Now, if I were reading this for the first time, I would be very 
puzzled, since that looks like a general definition of a name in just 
about *any* language. It sounds like the W3C has redefined the notion 
of a name, which is such an amazingly silly act of hubris that I 
would be either goggling in disbelief or rolling around with 
laughter.  But in fact RFC2396 doesn't say that this is the 
*definition* of a URI. In fact, the full definition of what counts as 
a URI can only be fully appreciated by reading all RFC2396, but the 
best brief one-sentence version I've  managed to find is in the 
earlier RFC1630, referred to in RFC2396, which reads: " A Universal 
Resource Identifier (URI) is a member of this universal set of names 
in registered name spaces and addresses referring to registered 
protocols or name spaces. "

>Unlike the URL, the URI is not limited to identifying things that 
>have network locations, or use other computer access mechanisms.  In 
>fact, a URI can be assigned to identify anything, including
>network-accessible things, such as an electronic document, an image, 
>a service (e.g., "today's weather report for Los Angeles"), or a 
>collection of other resources.
>things that are not network-accessible, such as human beings, 
>corporations, and bound books in a library.

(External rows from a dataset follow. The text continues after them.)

use serde::{Deserialize, Serialize};

use super::batch::BatchId;

pub const BROKEN_COLOR: &str = "#FF0000";
pub const UNALLOCATED_COLOR: &str = "#F3F4F6";

/// Answer-paper set handed to an occupied seat.
#[derive(Debug, Clone, Copy, PartialEq, Eq, Hash, PartialOrd, Ord, Serialize, Deserialize)]
pub enum PaperSet {
    A,
    B,
}

impl PaperSet {
    pub fn opposite(self) -> Self {
        match self {
            PaperSet::A => PaperSet::B,
            PaperSet::B => PaperSet::A,
        }
    }

    /// Checkerboard default: `A` on even `row + col`.
    pub fn checkerboard(row: usize, col: usize) -> Self {
        if (row + col) % 2 == 0 {
            PaperSet::A
        } else {
            PaperSet::B
        }
    }

    pub fn as_str(self) -> &'static str {
        match self {
            PaperSet::A => "A",
            PaperSet::B => "B",
        }
    }
}

/// Whoever sits in an occupied seat.
#[derive(Debug, Clone, PartialEq, Eq)]
pub struct Occupant {
    /// `None` for external students added after generation.
    pub batch_id: Option<BatchId>,
    pub batch_label: Option<String>,
    pub roll_number: String,
    pub student_name: Option<String>,
    pub paper_set: Option<PaperSet>,
    pub color: String,
    pub is_external: bool,
}

impl Occupant {
    pub fn student(
        batch_id: BatchId,
        batch_label: impl Into<String>,
        color: impl Into<String>,
        roll_number: impl Into<String>,
        student_name: Option<String>,
    ) -> Self {
        Self {
            batch_id: Some(batch_id),
            batch_label: Some(batch_label.into()),
            roll_number: roll_number.into(),
            student_name,
            paper_set: None,
            color: color.into(),
            is_external: false,
        }
    }

    pub fn external(
        batch_label: impl Into<String>,
        color: impl Into<String>,
        roll_number: impl Into<String>,
        student_name: Option<String>,
        paper_set: PaperSet,
    ) -> Self {
        Self {
            batch_id: None,
            batch_label: Some(batch_label.into()),
            roll_number: roll_number.into(),
            student_name,
            paper_set: Some(paper_set),
            color: color.into(),
            is_external: true,
        }
    }
}

/// Exactly one of these holds for every seat.
#[derive(Debug, Clone, PartialEq, Eq)]
pub enum SeatState {
    Broken,
    Unallocated,
    Occupied(Occupant),
}

#[derive(Debug, Clone, PartialEq, Eq, Serialize, Deserialize)]
#[serde(into = "SeatRecord", try_from = "SeatRecord")]
pub struct Seat {
    pub row: usize,
    pub col: usize,
    pub block_index: usize,
    pub state: SeatState,
}

impl Seat {
    pub fn broken(row: usize, col: usize, block_index: usize) -> Self {
        Self { row, col, block_index, state: SeatState::Broken }
    }

    pub fn unallocated(row: usize, col: usize, block_index: usize) -> Self {
        Self { row, col, block_index, state: SeatState::Unallocated }
    }

    pub fn occupied(row: usize, col: usize, block_index: usize, occupant: Occupant) -> Self {
        Self { row, col, block_index, state: SeatState::Occupied(occupant) }
    }

    pub fn is_broken(&self) -> bool {
        matches!(self.state, SeatState::Broken)
    }

    pub fn is_unallocated(&self) -> bool {
        matches!(self.state, SeatState::Unallocated)
    }

    pub fn occupant(&self) -> Option<&Occupant> {
        match &self.state {
            SeatState::Occupied(occupant) => Some(occupant),
            _ => None,
        }
    }

    pub fn occupant_mut(&mut self) -> Option<&mut Occupant> {
        match &mut self.state {
            SeatState::Occupied(occupant) => Some(occupant),
            _ => None,
        }
    }

    pub fn batch_id(&self) -> Option<BatchId> {
        self.occupant().and_then(|o| o.batch_id)
    }

    pub fn paper_set(&self) -> Option<PaperSet> {
        self.occupant().and_then(|o| o.paper_set)
    }

    pub fn roll_number(&self) -> Option<&str> {
        self.occupant().map(|o| o.roll_number.as_str())
    }

    /// Spreadsheet-style label, `A1` for the top-left seat.
    pub fn position(&self) -> String {
        seat_position(self.row, self.col)
    }
}

pub fn seat_position(row: usize, col: usize) -> String {
    format!("{}{}", column_label(col), row + 1)
}

/// `0 -> A`, `25 -> Z`, `26 -> AA`.
pub fn column_label(col: usize) -> String {
    let mut label = Vec::new();
    let mut n = col + 1;
    while n > 0 {
        let rem = (n - 1) % 26;
        label.push(b'A' + rem as u8);
        n = (n - 1) / 26;
    }
    label.reverse();
    String::from_utf8(label).unwrap_or_default()
}

/// Flat on-disk layout read by the report collaborators.
#[derive(Debug, Clone, Serialize, Deserialize)]
struct SeatRecord {
    position: String,
    row: usize,
    col: usize,
    block: usize,
    batch: Option<BatchId>,
    batch_label: Option<String>,
    paper_set: Option<PaperSet>,
    roll_number: Option<String>,
    student_name: Option<String>,
    is_broken: bool,
    is_unallocated: bool,
    #[serde(default)]
    is_external: bool,
    color: String,
}

impl From<Seat> for SeatRecord {
    fn from(seat: Seat) -> Self {
        let position = seat.position();
        let mut record = SeatRecord {
            position,
            row: seat.row,
            col: seat.col,
            block: seat.block_index,
            batch: None,
            batch_label: None,
            paper_set: None,
            roll_number: None,
            student_name: None,
            is_broken: false,
            is_unallocated: false,
            is_external: false,
            color: UNALLOCATED_COLOR.to_string(),
        };
        match seat.state {
            SeatState::Broken => {
                record.is_broken = true;
                record.color = BROKEN_COLOR.to_string();
            }
            SeatState::Unallocated => record.is_unallocated = true,
            SeatState::Occupied(o) => {
                record.batch = o.batch_id;
                record.batch_label = o.batch_label;
                record.paper_set = o.paper_set;
                record.roll_number = Some(o.roll_number);
                record.student_name = o.student_name;
                record.is_external = o.is_external;
                record.color = o.color;
            }
        }
        record
    }
}

impl TryFrom<SeatRecord> for Seat {
    type Error = String;

    fn try_from(r: SeatRecord) -> Result<Self, Self::Error> {
        let at = format!("seat ({}, {})", r.row, r.col);
        let state = match (r.is_broken, r.is_unallocated, r.roll_number) {
            (true, true, _) => return Err(format!("{at} is both broken and unallocated")),
            (true, false, None) => SeatState::Broken,
            (false, true, None) => SeatState::Unallocated,
            (true, false, Some(_)) | (false, true, Some(_)) => {
                return Err(format!("{at} carries a roll number but is not occupied"))
            }
            (false, false, None) => return Err(format!("{at} is occupied without a roll number")),
            (false, false, Some(roll_number)) => {
                if !r.is_external && r.batch.is_none() {
                    return Err(format!("{at} is occupied without a batch"));
                }
                SeatState::Occupied(Occupant {
                    batch_id: r.batch,
                    batch_label: r.batch_label,
                    roll_number,
                    student_name: r.student_name,
                    paper_set: r.paper_set,
                    color: r.color,
                    is_external: r.is_external,
                })
            }
        };
        Ok(Seat { row: r.row, col: r.col, block_index: r.block, state })
    }
}

#[cfg(test)]
mod tests {
    use super::*;

    #[test]
    fn column_labels_roll_over_after_z() {
        assert_eq!(column_label(0), "A");
        assert_eq!(column_label(25), "Z");
        assert_eq!(column_label(26), "AA");
        assert_eq!(seat_position(2, 1), "B3");
    }

    #[test]
    fn occupied_seat_uses_flat_layout() {
        let seat = Seat::occupied(
            0,
            2,
            1,
            Occupant {
                paper_set: Some(PaperSet::B),
                ..Occupant::student(1, "CSE", "#DBEAFE", "BTCS24O1001", None)
            },
        );
        let json = serde_json::to_value(&seat).unwrap();
        assert_eq!(json["position"], "C1");
        assert_eq!(json["batch"], 1);
        assert_eq!(json["paper_set"], "B");
        assert_eq!(json["is_broken"], false);
        assert_eq!(json["is_unallocated"], false);

        let back: Seat = serde_json::from_value(json).unwrap();
        assert_eq!(back, seat);
    }

    #[test]
    fn impossible_flag_combination_is_rejected() {
        let json = serde_json::json!({
            "position": "A1", "row": 0, "col": 0, "block": 0,
            "batch": null, "batch_label": null, "paper_set": null,
            "roll_number": "X1", "student_name": null,
            "is_broken": true, "is_unallocated": false, "color": "#FF0000"
        });
        assert!(serde_json::from_value::<Seat>(json).is_err());
    }
}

(Wriggles uncomfortably.). Be careful. While it may be true that one 
can assign a URI to "anything" in the sense that there is no a priori 
boundary on what can be assigned a URI,  it is far less clear that it 
is reasonable to claim that every single thing in the universe can be 
somehow "assigned" a URI which is sufficient to *identify* it, in any 
reasonable sense of 'identify'. A reader could easily take this to be 
saying that the W3C has somehow found a magical way to access the One 
True Name of everything in the universe. (Ever read Ursula leGuin?) 
It would be much better, and more accurate, to just say that URIs 
constitute an infinite stock of names that can be used to refer to 
anything, and which have the valuable property that they can be 
uniquely traced to the origin of their use. Its not that the URI 
enables you to uniquely 'get at' the thing it refers to (URLs do, but 
not URIs; that is in general impossible without divine help) but what 
it does enable you to do is to get at the source of the naming usage, 
the first (and prime) use of that name, which is often (as in the 
Dublin Core example) the definitive source for the intended meaning 
of that name. This is only of utility if that source provides with 
you with some clue as to the meaning, but in many cases that will be 
true; even if the only clue that it does provide is that there is a 
unique referent. Of course the machines often won't be able to 
actually get 'access' to the actual resource named by the URI - Mr. 
Smith, for example, who might be asleep or travelling or otherwise 
incommunicado - but just having a unique handle for it is often 
enough to support useful M2M communication.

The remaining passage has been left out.